Race to the Bottom: Canada ranks 58 out of 61 in new Climate Change Performance Index 2013

 

In the newly released Climate Change Performance Index (CCPI) 2013, Canada is ranked fourth from the bottom and slips behind USA, China and Russia.  In last year’s ranking, Canada was in 54th place before Russia and China.  The CCPI found that Canada still shows no intention of moving forward on climate policy, thereby leaving it as the worst performer of all western countries.  This is no surprise to those familiar with Canada’s federal government’s deliberate inaction on the issue of climate change, however Canada’s policy stand continues to perplex many.  The bottom three countries are Saudi Arabia, Iran and Kazakhstan, all of whom are highly dependent on oil and gas exports.

The eighth edition of the annual CCPI, which was published at the Doha climate talks on December 3, 2012 by the Climate Action Network (CAN) Europe and Germanwatch, ranks the climate protection performance of the 58 highest emitters worldwide.  The first three ranks are actually empty, because no country on the list is pursuing a path that would achieve the goal of keeping the global temperature increase below 2 degree Celsius.  The CCPI names Saudi Arabia, Australia, Canada and the US as the world‘s worst climate polluters; the same as in previous editions. The best international climate policy is credited to Mexico, Denmark, Switzerland and Norway, while Turkey, Japan, Canada and Iran hold the lowest places in this category.

For the first time, the index used deforestation data, which resulted in a rankings drop of countries with high forest emissions such as Brazil and Indonesia.  The two biggest emitters, US and China, still rank comparably low. The US climbed up in this year’s CCPI, but partly due to decreased emissions resulting from the economic crisis and its massive exploration of shale gas. The indirect emissions of shale gas are not taken into account in the CCPI, as only energy and forest emissions are included. With a shift towards renewables and greater efficiency, the US could climb up even more.  Jan Burck, one of CCPI’s authors, notes that China’s emissions levels has risen, but as its massive investments in renewable energies are expected to show an effect shortly, China’s emissions trend could slow down in the near future and lead to better results.
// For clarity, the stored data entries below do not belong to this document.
//! Canonical macrostate encoding and commitment digests.
//!
//! The canonical vector is a fixed byte layout, big-endian throughout:
//!
//! | field | bytes |
//! |---|---|
//! | magic `PLCV` | 4 |
//! | layout version | 2 |
//! | dimension count | 1 |
//! | dimension sizes, zero padded to 8 | 32 |
//! | evolution count | 8 |
//! | logical timestamp (ns) | 8 |
//! | phase variance, `u64` at 2^-48 | 8 |
//! | phase sample count `P` | 4 |
//! | `P` bucket phases, `i64` at 2^-40 rad | 8P |
//! | auxiliary channel | 32 |
//!
//! Slots are split into `P` contiguous buckets by index and each bucket
//! contributes its circular mean phase. Quantization rounds half to even,
//! so the bytes depend only on the canonical phases, never on how the
//! state was reached. The auxiliary channel carries the BLAKE3 hash of an
//! optional program payload and is zero when none is set.

use phaselock_types::{
    Commitment, Digest, LatticeState, NumericValue, Slot, circular_stats,
};

use crate::checkpoint::Snapshot;
use crate::config::{CommitmentConfig, MAX_DIMENSIONS};
use crate::dispatch::{DispatchOutcome, Dispatcher};
use crate::lattice::LatticeEngine;

/// Leading bytes of a canonical vector.
pub const VECTOR_MAGIC: &[u8; 4] = b"PLCV";

/// Current canonical layout version.
pub const VECTOR_VERSION: u16 = 1;

/// Fixed-point scale of the variance field.
const VARIANCE_SCALE: f64 = 281_474_976_710_656.0; // 2^48

/// Fixed-point scale of each phase sample.
const PHASE_SCALE: f64 = 1_099_511_627_776.0; // 2^40

/// Errors from canonical encoding.
#[derive(Debug, thiserror::Error)]
pub enum EncodeError {
    /// The lattice has more dimensions than the layout can carry.
    #[error("{count} dimensions exceed the layout maximum of {MAX_DIMENSIONS}")]
    TooManyDimensions {
        /// Dimensions in the lattice.
        count: usize,
    },

    /// A field that must be finite was not.
    #[error("non-finite {field} cannot be encoded")]
    NonFinite {
        /// Which field.
        field: &'static str,
    },
}

/// Projects lattice state into the canonical vector.
#[derive(Debug, Clone, PartialEq, Eq)]
pub struct StateEncoder {
    phase_samples: u32,
    aux: [u8; 32],
}

impl StateEncoder {
    /// Create an encoder emitting `phase_samples` bucket phases.
    pub fn new(phase_samples: u32) -> Self {
        Self {
            phase_samples: phase_samples.max(1),
            aux: [0; 32],
        }
    }

    /// Create an encoder from configuration.
    pub fn from_config(config: &CommitmentConfig) -> Self {
        Self::new(config.phase_samples)
    }

    /// Carry the hash of `payload` in the auxiliary channel.
    pub fn set_aux(&mut self, payload: &[u8]) {
        self.aux = *blake3::hash(payload).as_bytes();
    }

    /// Empty the auxiliary channel.
    pub const fn clear_aux(&mut self) {
        self.aux = [0; 32];
    }

    /// Current auxiliary channel contents.
    pub const fn aux(&self) -> &[u8; 32] {
        &self.aux
    }

    /// Number of bucket phases per vector.
    pub const fn phase_samples(&self) -> u32 {
        self.phase_samples
    }

    /// Canonical vector for the engine's current state.
    pub fn encode<N: NumericValue>(&self, engine: &LatticeEngine<N>) -> Result<Vec<u8>, EncodeError> {
        self.encode_parts(engine.state(), engine.dimensions(), engine.slots())
    }

    /// Canonical vector for a stored snapshot.
    pub fn encode_snapshot<N: NumericValue>(
        &self,
        snapshot: &Snapshot<N>,
    ) -> Result<Vec<u8>, EncodeError> {
        self.encode_parts(snapshot.state(), snapshot.dimensions(), snapshot.slots())
    }

    /// Canonical vector from raw parts.
    pub fn encode_parts<N: NumericValue>(
        &self,
        state: &LatticeState,
        dimensions: &[u32],
        slots: &[Slot<N>],
    ) -> Result<Vec<u8>, EncodeError> {
        let dimension_count = u8::try_from(dimensions.len())
            .ok()
            .filter(|&count| usize::from(count) <= MAX_DIMENSIONS)
            .ok_or(EncodeError::TooManyDimensions {
                count: dimensions.len(),
            })?;
        let variance = quantize_variance(state.phase_variance)?;

        let mut out = Vec::with_capacity(self.encoded_len());
        out.extend_from_slice(VECTOR_MAGIC);
        out.extend_from_slice(&VECTOR_VERSION.to_be_bytes());
        out.push(dimension_count);
        for position in 0..MAX_DIMENSIONS {
            let size = dimensions.get(position).copied().unwrap_or(0);
            out.extend_from_slice(&size.to_be_bytes());
        }
        out.extend_from_slice(&state.evolution_count.to_be_bytes());
        out.extend_from_slice(&state.timestamp_ns.to_be_bytes());
        out.extend_from_slice(&variance.to_be_bytes());
        out.extend_from_slice(&self.phase_samples.to_be_bytes());
        for sample in bucket_phases(slots, self.phase_samples) {
            out.extend_from_slice(&sample.to_be_bytes());
        }
        out.extend_from_slice(&self.aux);
        Ok(out)
    }

    /// Length in bytes of every vector this encoder emits.
    #[allow(clippy::arithmetic_side_effects)]
    pub fn encoded_len(&self) -> usize {
        let samples = usize::try_from(self.phase_samples).unwrap_or(0);
        4 + 2 + 1 + 4 * MAX_DIMENSIONS + 8 + 8 + 8 + 4 + 8 * samples + 32
    }

    /// BLAKE3 digest of the canonical vector.
    pub fn digest<N: NumericValue>(&self, engine: &LatticeEngine<N>) -> Result<Digest, EncodeError> {
        Ok(Digest::of(&self.encode(engine)?))
    }

    /// Commitment describing the engine's current state.
    pub fn commitment<N: NumericValue>(
        &self,
        engine: &LatticeEngine<N>,
    ) -> Result<Commitment, EncodeError> {
        let state = engine.state();
        Ok(Commitment {
            digest: self.digest(engine)?,
            evolution_count: state.evolution_count,
            timestamp_ns: state.timestamp_ns,
            confirmed: false,
        })
    }

    /// Encode the engine's state and queue the commitment for the ledger.
    pub fn commit<N: NumericValue>(
        &self,
        engine: &LatticeEngine<N>,
        dispatcher: &mut Dispatcher,
    ) -> Result<(Commitment, DispatchOutcome), EncodeError> {
        let commitment = self.commitment(engine)?;
        let outcome = dispatcher.commit(commitment.clone());
        Ok((commitment, outcome))
    }
}

impl Default for StateEncoder {
    fn default() -> Self {
        Self::from_config(&CommitmentConfig::default())
    }
}

#[allow(
    clippy::arithmetic_side_effects,
    clippy::cast_possible_truncation,
    clippy::cast_sign_loss
)]
fn quantize_variance(variance: f64) -> Result<u64, EncodeError> {
    if !variance.is_finite() || variance < 0.0 {
        return Err(EncodeError::NonFinite {
            field: "phase_variance",
        });
    }
    // `as` saturates; variance is bounded by pi^2 in practice.
    Ok((variance * VARIANCE_SCALE).round_ties_even() as u64)
}

/// Circular mean phase of each contiguous slot bucket, quantized.
///
/// Bucket `b` covers slots `[b * n / P, (b + 1) * n / P)`; an empty bucket
/// contributes zero.
#[allow(clippy::arithmetic_side_effects, clippy::cast_possible_truncation)]
fn bucket_phases<N: NumericValue>(slots: &[Slot<N>], samples: u32) -> Vec<i64> {
    let n = slots.len();
    let p = usize::try_from(samples).unwrap_or(1).max(1);
    (0..p)
        .map(|b| {
            let start = bucket_bound(b, n, p);
            let end = bucket_bound(b + 1, n, p);
            let bucket = slots.get(start..end).unwrap_or_default();
            if bucket.is_empty() {
                return 0;
            }
            let mean = circular_stats(bucket.iter().map(|slot| slot.phase.to_f64())).mean;
            if mean.is_finite() {
                (mean * PHASE_SCALE).round_ties_even() as i64
            } else {
                0
            }
        })
        .collect()
}

fn bucket_bound(bucket: usize, n: usize, p: usize) -> usize {
    u128::try_from(bucket)
        .ok()
        .zip(u128::try_from(n).ok())
        .and_then(|(b, n)| b.checked_mul(n))
        .and_then(|product| product.checked_div(u128::try_from(p).ok()?))
        .and_then(|bound| usize::try_from(bound).ok())
        .unwrap_or(n)
}

#[cfg(test)]
#[allow(clippy::unwrap_used, clippy::arithmetic_side_effects)]
mod tests {
    use std::sync::Arc;
    use std::time::Duration;

    use phaselock_ledger::InMemoryLedger;

    use super::*;
    use crate::archive::SnapshotArchiver;
    use crate::blob::InMemoryBlobStore;
    use crate::checkpoint::CheckpointManager;
    use crate::config::LatticeConfig;
    use crate::consensus::ConsensusDetector;
    use crate::publisher::CommitmentPublisher;
    use crate::retry::RetryPolicy;

    fn engine() -> LatticeEngine {
        LatticeEngine::new(&LatticeConfig::default()).unwrap()
    }

    #[test]
    fn layout_has_fixed_length_and_header() {
        let encoder = StateEncoder::new(8);
        let bytes = encoder.encode(&engine()).unwrap();
        assert_eq!(bytes.len(), encoder.encoded_len());
        assert_eq!(bytes.len(), 4 + 2 + 1 + 32 + 8 + 8 + 8 + 4 + 64 + 32);
        assert_eq!(&bytes[..4], b"PLCV");
        assert_eq!(&bytes[4..6], &[0, 1]);
        assert_eq!(bytes[6], 1);
        assert_eq!(&bytes[7..11], &8_u32.to_be_bytes());
        assert_eq!(&bytes[11..39], &[0; 28]);
    }

    #[test]
    fn identical_states_give_identical_digests() {
        let mut a = engine();
        let mut b = engine();
        for _ in 0..50 {
            a.step();
            b.step();
        }
        let encoder = StateEncoder::new(4);
        assert_eq!(encoder.digest(&a).unwrap(), encoder.digest(&b).unwrap());
        b.step();
        assert_ne!(encoder.digest(&a).unwrap(), encoder.digest(&b).unwrap());
    }

    #[test]
    fn restored_state_encodes_like_the_original() {
        let mut engine = engine();
        for _ in 0..5 {
            engine.step();
        }
        let mut manager = CheckpointManager::new(4, 0.9);
        let id = manager.capture(&engine);
        let encoder = StateEncoder::new(8);
        let before = encoder.encode(&engine).unwrap();
        assert_eq!(encoder.encode_snapshot(manager.get(id).unwrap()).unwrap(), before);

        for _ in 0..5 {
            engine.step();
        }
        let mut detector = ConsensusDetector::new(1e-6, 100);
        manager.restore(id, &mut engine, &mut detector).unwrap();
        assert_eq!(encoder.encode(&engine).unwrap(), before);
    }

    #[test]
    fn aux_channel_changes_digest() {
        let engine = engine();
        let mut encoder = StateEncoder::new(8);
        let plain = encoder.digest(&engine).unwrap();
        encoder.set_aux(b"program tape");
        let tagged = encoder.digest(&engine).unwrap();
        assert_ne!(plain, tagged);
        assert_eq!(encoder.aux(), blake3::hash(b"program tape").as_bytes());
        encoder.clear_aux();
        assert_eq!(encoder.digest(&engine).unwrap(), plain);
    }

    #[test]
    fn more_samples_than_slots_pads_with_zero() {
        let encoder = StateEncoder::new(16);
        let bytes = encoder.encode(&engine()).unwrap();
        assert_eq!(bytes.len(), encoder.encoded_len());
    }

    #[test]
    fn buckets_partition_slots() {
        assert_eq!(bucket_bound(0, 10, 3), 0);
        assert_eq!(bucket_bound(1, 10, 3), 3);
        assert_eq!(bucket_bound(2, 10, 3), 6);
        assert_eq!(bucket_bound(3, 10, 3), 10);
    }

    #[test]
    fn quantization_rounds_half_even() {
        let half_step = 0.5 / VARIANCE_SCALE;
        assert_eq!(quantize_variance(half_step).unwrap(), 0);
        assert_eq!(quantize_variance(3.0 * half_step).unwrap(), 2);
        assert!(quantize_variance(f64::NAN).is_err());
    }

    #[tokio::test]
    async fn commit_hands_digest_to_ledger() {
        let ledger = Arc::new(InMemoryLedger::new());
        let retry = RetryPolicy::new(1, Duration::ZERO, Duration::ZERO);
        let mut dispatcher = Dispatcher::spawn(
            CommitmentPublisher::new(Arc::clone(&ledger), retry),
            SnapshotArchiver::new(Arc::new(InMemoryBlobStore::new()), retry),
            4,
        );
        let engine = engine();
        let encoder = StateEncoder::new(8);
        let (commitment, outcome) = encoder.commit(&engine, &mut dispatcher).unwrap();
        assert_eq!(outcome, DispatchOutcome::Enqueued);
        dispatcher.shutdown().await.unwrap();
        assert_eq!(commitment.digest, encoder.digest(&engine).unwrap());
        let record = ledger.record(commitment.digest).await.unwrap();
        assert_eq!(record.evolution_count, 0);
    }
}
The Climate Change Performance Index 2013 country table can be found here.

 


California Holds Successful First Auction of Carbon Allowances

 
The California Air Resources Board (CARB) held its first auction on November 14, 2012 for the purchase and sale of carbon allowances for its planned cap-and-trade regime. Mary Nichols, chairman of CARB, declared the auction a success:

“The auction was a success and an important milestone for California as a leader in the global clean tech market. By putting a price on carbon, we can break our unhealthy dependence on fossil fuels and move at full speed toward a clean energy future.  That means new jobs, cleaner water and air – and a working model for other states, and the nation, to use as we gear up to fight climate change and make our economy more competitive and resilient.”
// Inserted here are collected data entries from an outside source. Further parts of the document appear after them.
//! Write-only telemetry frames.
//!
//! Frames describe the lattice after a step or checkpoint. Sinks may log,
//! broadcast, or publish them, but nothing they receive ever flows back
//! into engine state, and a failing sink never stalls evolution.

use std::future::Future;
use std::sync::Arc;

use chrono::Utc;
use tokio::sync::broadcast;
use tracing::info;

use phaselock_types::{NumericValue, TelemetryFrame};

use crate::lattice::LatticeEngine;

/// Build a frame describing the engine's current state.
pub fn frame<N: NumericValue>(engine: &LatticeEngine<N>, degraded: bool) -> TelemetryFrame {
    let state = engine.state();
    TelemetryFrame {
        evolution_count: state.evolution_count,
        phase_variance: state.phase_variance,
        state_hash: state.state_hash,
        consensus_locked: state.consensus_locked(),
        timestamp_ns: state.timestamp_ns,
        degraded,
        wall_clock: Utc::now(),
    }
}

/// Destination for telemetry frames.
pub trait TelemetrySink: Send + Sync {
    /// Deliver one frame. Delivery failures are the sink's to log.
    fn emit(&self, frame: TelemetryFrame) -> impl Future<Output = ()> + Send;
}

impl<T: TelemetrySink> TelemetrySink for Arc<T> {
    fn emit(&self, frame: TelemetryFrame) -> impl Future<Output = ()> + Send {
        T::emit(self, frame)
    }
}

/// Discards every frame.
#[derive(Debug, Clone, Copy, Default)]
pub struct NullTelemetry;

impl TelemetrySink for NullTelemetry {
    async fn emit(&self, _frame: TelemetryFrame) {}
}

/// Writes frames to the `tracing` log.
#[derive(Debug, Clone, Copy, Default)]
pub struct LogTelemetry;

impl TelemetrySink for LogTelemetry {
    async fn emit(&self, frame: TelemetryFrame) {
        info!(
            evolution_count = frame.evolution_count,
            phase_variance = frame.phase_variance,
            state_hash = %frame.state_hash,
            consensus_locked = frame.consensus_locked,
            timestamp_ns = frame.timestamp_ns,
            degraded = frame.degraded,
            "Telemetry"
        );
    }
}

/// Fans frames out to in-process subscribers.
///
/// Slow subscribers lag and lose frames rather than blocking the loop.
#[derive(Debug, Clone)]
pub struct BroadcastTelemetry {
    sender: broadcast::Sender<TelemetryFrame>,
}

impl BroadcastTelemetry {
    /// Create a channel holding up to `capacity` undelivered frames.
    pub fn new(capacity: usize) -> Self {
        let (sender, _) = broadcast::channel(capacity.max(1));
        Self { sender }
    }

    /// Subscribe to frames emitted from now on.
    pub fn subscribe(&self) -> broadcast::Receiver<TelemetryFrame> {
        self.sender.subscribe()
    }
}

impl TelemetrySink for BroadcastTelemetry {
    async fn emit(&self, frame: TelemetryFrame) {
        // No subscribers is not an error.
        let _ = self.sender.send(frame);
    }
}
The auction results were released to the public on November 19th (available online) .  A tonne of carbon for the 2013 vintage year sold for $10.09, which is slightly above the $10.00 price floor set by CARB. The highest bid was a whopping $91.13.  Also, there was three times the number of bidders at the auction than actual buyers, indicating a healthy and competitive market. Furthermore, 97% of allowances were purchased by regulated entities indicating that prices were not influenced by speculative buyers. Instead, it seems to indicate that regulated entities are looking to retire allowances for compliance purposes.  Perhaps most importantly, the auction sold out with all 23,126,110 2013 vintage year allowances being purchased, raising approximately US$233 million. This auction kicks off the largest carbon market in North America and the second largest in the world, behind the European Union Emissions Trading Scheme.
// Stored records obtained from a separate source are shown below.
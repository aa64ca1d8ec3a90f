//! Error types for the node binary.
//!
//! [`NodeError`] wraps every failure mode during node startup and the
//! run itself, so `main` can propagate with `?`.

/// Top-level error for the node binary.
#[derive(Debug, thiserror::Error)]
pub enum NodeError {
    /// Configuration loading or validation failed.
    #[error("config error: {source}")]
    Config {
        /// The underlying config error.
        #[from]
        source: phaselock_core::config::ConfigError,
    },

    /// The evolution loop failed.
    #[error("runner error: {source}")]
    Runner {
        /// The underlying runner error.
        #[from]
        source: phaselock_core::runner::RunnerError,
    },

    /// A storage backend failed.
    #[error("database error: {source}")]
    Db {
        /// The underlying data layer error.
        #[from]
        source: phaselock_db::DbError,
    },

    /// NATS connection or messaging failed.
    #[error("NATS error: {message}")]
    Nats {
        /// Description of the NATS failure.
        message: String,
    },

    /// The log filter could not be installed.
    #[error("logging error: {message}")]
    Logging {
        /// Description of the failure.
        message: String,
    },
}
California’s partners in the Western Climate Initiative (WCI) – including British Columbia, Manitoba, Ontario, and Québec – are no doubt paying close attention.  Apart from Québec, which will launch its emissions trading system on January 1, 2013 with California, the success of California’s cap-and-trade program may spur the other WCI partners into action to implement a similar scheme.

 


California to hold First Auction of GHG Emission Allowances on November 14, 2012

 
Bill AB 32 requires California to reduce greenhouse gas emissions to 1990 levels by 2020. The cap and trade regulation (“Regulation”) is a key element of California’s climate plan. The Regulation is designed to provide regulated entities with the flexibility to seek out and implement the lowest cost options to reduce emissions.  California’s cap and trade program will be second in size only to the European Union’s Emissions Trading System based on the amount of emissions covered. In addition to driving emission cuts in the ninth largest economy in the world, California’s program will provide critical experience in how an economy-wide cap and- trade system can function in the United States.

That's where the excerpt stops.